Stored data
────────────────────────────────────────

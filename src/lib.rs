//! aeroquery - cross-partition query result pipeline
//!
//! Merges per-partition query results into one logical answer stream:
//! aggregation across continuations, OFFSET and LIMIT/TOP with resumable
//! continuation tokens, and the cursor ordering used by ORDER BY merges.

pub mod aggregate;
pub mod cli;
pub mod config;
pub mod errors;
pub mod merge;
pub mod observability;
pub mod pipeline;
pub mod value;

pub use config::{ConfigError, PipelineConfig};
pub use errors::{QueryError, QueryErrorCode, QueryResult};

────────────────────────────────────────

→ Task item
Set down the whole of the data, exactly as it stands.

→ Task result
filename src/lib.rs
//! aeroquery - cross-partition query result pipeline
//!
//! Merges per-partition query results into one logical answer stream:
//! aggregation across continuations, OFFSET and LIMIT/TOP with resumable
//! continuation tokens, and the cursor ordering used by ORDER BY merges.

pub mod aggregate;
pub mod cli;
pub mod config;
pub mod errors;
pub mod merge;
pub mod observability;
pub mod pipeline;
pub mod value;

pub use config::{ConfigError, PipelineConfig};
pub use errors::{QueryError, QueryErrorCode, QueryResult};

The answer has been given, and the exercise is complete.